Only the number is wanted: how many lines of these entries contain the word "markdown"?

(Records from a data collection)
+ + +

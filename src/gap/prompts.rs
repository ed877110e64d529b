//! Prompt 构造：只约定输出契约，不追求措辞

use crate::gap::GapContext;

pub const GAP_SYSTEM: &str = "You are the reasoning engine of a spatial knowledge graph. \
You see the user's whole graph, including every node's full content and its parent/child edges, \
plus any activated memory universes. Ground every answer in that graph.";

pub fn analysis_prompt(context: &GapContext, query: &str, focus: Option<&str>) -> String {
    format!(
        r#"Graph context (JSON):
{context}

Focused entity: {focus}

User query: {query}

Decide whether this query is best answered by ONE answer, or by SEVERAL independent
explorations that can run in parallel (distinct angles that do not depend on each other).

Respond with JSON only:
{{"type": "single"}}
or
{{"type": "parallel", "tasks": ["exploration 1", "exploration 2"], "reasoning": "why these split cleanly"}}"#,
        context = context.render(),
        focus = focus.unwrap_or("(none, answer at the graph root)"),
    )
}

pub fn single_prompt(context: &GapContext, query: &str, focus: Option<&str>, quote: Option<&str>) -> String {
    let quote = quote
        .map(|q| format!("\nThe user is quoting: \"{q}\"\n"))
        .unwrap_or_default();
    format!(
        "Graph context (JSON):\n{}\n\nFocused entity: {}\n{}\nAnswer the user's query in markdown.\n\nUser query: {}",
        context.render(),
        focus.unwrap_or("(graph root)"),
        quote,
        query
    )
}

pub fn task_prompt(context_json: &str, query: &str, task: &str) -> String {
    format!(
        "Graph context (JSON):\n{context_json}\n\nThe user asked: {query}\n\n\
This is one of several parallel explorations. Explore only this angle, in markdown:\n\nTask: {task}"
    )
}

pub fn synthesis_prompt(context: &GapContext, query: &str) -> String {
    format!(
        r#"Activated memory universes (JSON):
{context}

User query: {query}

Synthesize across these universes. Respond with JSON only:
{{"title": "short title", "summary": "markdown overview", "insights": [{{"title": "insight title", "content": "markdown"}}]}}"#,
        context = context.render(),
    )
}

+ + +

Output of the task
3